Yes, the information involved here is already available on a paid data site such as PublicData.com, although that site is not always current. But there you have to look up each individual. With this breach, all the information is already bundled and in one place.
What do the crooks have? Your license information (name, address, DL number), the color, model, year and VIN of your vehicle and the lender to whom you make car payments.
I’ll show you how this happened, what crooks can do with the information and how you can be prepared.
The culprit here is a company you probably never heard of — Vertafore of Denver, which, like many companies, buys data from state governments. Vertafore works with the insurance industry to concoct ratings that help agents, brokers and others.
“As a result of human error,” Vertafore says in a news release, “three data files were inadvertently stored in an unsecured external storage service that appears to have been accessed without authorization.”
Someone found the information and grabbed the files before Vertafore realized it, the company says.
The FBI and state law enforcement are investigating.
It appears to The Watchdog that although this data breach began in March and continued to August, our Texas Department of Motor Vehicles, which stores vehicle information, and the Texas Department of Public Safety, which handles licenses, probably didn’t know about the hack until recently because their own databases were not compromised.
How do I know that?
The answer is revealing.

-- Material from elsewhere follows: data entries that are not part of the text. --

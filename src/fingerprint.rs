//! SHA-256 content fingerprints used as cache keys and for move verification.

use std::fs::File;
use std::io::{BufReader, Read};
use std::path::Path;

use sha2::{Digest, Sha256};

use crate::error::EngineError;

/// Buffer size for reading files (8KB)
const BUFFER_SIZE: usize = 8192;

/// Digest of a file's content, possibly truncated for oversized files.
///
/// The hash is deterministic for identical byte content regardless of the
/// file's name or location. When `truncated` is set, only the first
/// `limit` bytes contributed to the hash.
#[derive(Debug, Clone, PartialEq, Eq)]
pub struct Fingerprint {
    /// Hex-encoded SHA-256 digest.
    pub hash: String,
    /// Total file size in bytes (not the hashed length).
    pub size: u64,
    /// Whether the file exceeded the limit and was hashed over a prefix.
    pub truncated: bool,
}

/// Fingerprint a file, hashing at most `limit` bytes of its content.
pub fn fingerprint_file(path: &Path, limit: u64) -> Result<Fingerprint, EngineError> {
    let metadata = std::fs::metadata(path)
        .map_err(|e| EngineError::from_fs(e, &format!("reading metadata for {}", path.display())))?;

    let file = File::open(path)
        .map_err(|e| EngineError::from_fs(e, &format!("opening {}", path.display())))?;

    let mut reader = BufReader::new(file).take(limit);
    let mut hasher = Sha256::new();
    let mut buffer = [0u8; BUFFER_SIZE];

    loop {
        let bytes_read = reader
            .read(&mut buffer)
            .map_err(|e| EngineError::from_fs(e, &format!("reading {}", path.display())))?;

        if bytes_read == 0 {
            break;
        }

        hasher.update(&buffer[..bytes_read]);
    }

    Ok(Fingerprint {
        hash: hex::encode(hasher.finalize()),
        size: metadata.len(),
        truncated: metadata.len() > limit,
    })
}

/// Full-content digest, used to verify that a cross-device copy landed
/// byte-for-byte intact before the source is deleted.
pub fn digest_full(path: &Path) -> Result<String, EngineError> {
    Ok(fingerprint_file(path, u64::MAX)?.hash)
}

First, initial word of this giant breach didn’t come from authorities or from the company. It came from a couple of Watchdog readers who got alerts from their Experian identity protection service that their driver’s license information was available on the dark web.
They apparently knew about this before state officials and local police departments did. That’s embarrassing.

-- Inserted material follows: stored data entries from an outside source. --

//! Prompt templates for the classification oracle.

/// Prompt for text and opaque files.
pub(crate) fn build_classification_prompt(
    file_name: &str,
    file_type: &str,
    content_length: u64,
    content: &str,
) -> String {
    format!(
        r#"당신은 파일 분류 전문가입니다. 주어진 파일의 내용을 분석하고, 이를 정리하기 위한 가장 적절한 폴더 이름을 추천해주세요.

파일 정보:
- 파일명: {file_name}
- 파일 타입: {file_type}
- 콘텐츠 길이: {content_length}

파일 내용 (일부):
{content}

다음 규칙을 고려하여 폴더명을 추천해주세요:
1. 한글로 된 의미있는 이름 (예: "청구서", "여행 사진", "회의록")
2. 2-4자의 간결한 이름 선호
3. 파일의 주요 내용을 반영
4. 파일 확장자와 상관없이 내용 기반 분류
5. 기존 시스템 폴더는 제외 (Documents, Desktop 등)

반드시 다음 JSON 형식으로 응답해주세요:
{{
    "folder_name": "추천 폴더명",
    "category": "문서|이미지|비디오|음악|기타",
    "confidence": 0.85,
    "reason": "폴더명을 추천한 이유"
}}"#
    )
}

/// Prompt accompanying an image payload on the vision path.
pub(crate) fn build_vision_prompt(file_name: &str, file_type: &str) -> String {
    format!(
        r#"당신은 이미지 분석 전문가입니다. 주어진 이미지를 분석하고, 이를 정리하기 위한 가장 적절한 폴더 이름을 추천해주세요.

파일 정보:
- 파일명: {file_name}
- 파일 타입: {file_type}

다음 규칙을 고려하여 폴더명을 추천해주세요:
1. 한글로 된 의미있는 이름 (예: "여행 사진", "스크린샷", "영수증")
2. 2-4자의 간결한 이름 선호
3. 이미지의 내용과 목적을 반영
4. 기존 시스템 폴더는 제외

반드시 다음 JSON 형식으로 응답해주세요:
{{
    "folder_name": "추천 폴더명",
    "category": "이미지",
    "confidence": 0.85,
    "reason": "폴더명을 추천한 이유"
}}"#
    )
}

After hearing from the two readers, I contacted DMV and DPS on Oct. 1 and asked if they knew about it. DMV sent me to DPS, which reported back that its databases were not compromised. I told the two readers and published the information that there was no hack. But there was.
DMV told me later it learned about the breach in mid-October. DPS said it was checking when it first learned, but DPS didn’t tell me.
These two readers — M. Perry and Sandra Bakkethun — were like canaries in the coal mine, warning ahead of time that there’s a leak, either in a mine, or in this case, an all-encompassing data breach. Hats off to Experian for catching this first.
“Thanks for reaching out,” a DPS spokesperson wrote to me on Oct 2, in response to my first inquiry. “DPS has no indication that there has been a breach of the Texas driver’s license system. The department is currently working with other governmental entities as well as the FBI to gather more information.”
DMV spokesperson Adam Shaivitz told me last week, “We were not aware of this incident at that time [when I originally asked in early October]. The Office of the Attorney General has an active investigation regarding Vertafore’s breach.”
The AG’s office declined comment because an investigation is pending.
‘Concerned and irritated’
Before I tell you how crooks can use it and what you can do, I want to publicly thank Perry and Bakkethun for alerting me early on, even if I couldn’t verify it at first.
When I informed them later that they were right, Perry said, “Well, well. My reaction is I’m not the least bit surprised. No wonder I had no idea about it until I was alerted to it being on the dark web. I knew eventually you’d find out something because when I called the police to report it, and they told me five or six other people had called the same day about the same thing, I knew that’s not just a coincidence.”
Crooks don’t need the actual physical driver’s license, something Perry, at first, didn’t understand.
“I don’t understand how or when my driver’s license could have been compromised. I have it on me at all times, and the only time I ever use it is if a doctor’s office needs it.”
Bakkethun, who first contacted me in September, said, “I am a little concerned and a lot irritated.”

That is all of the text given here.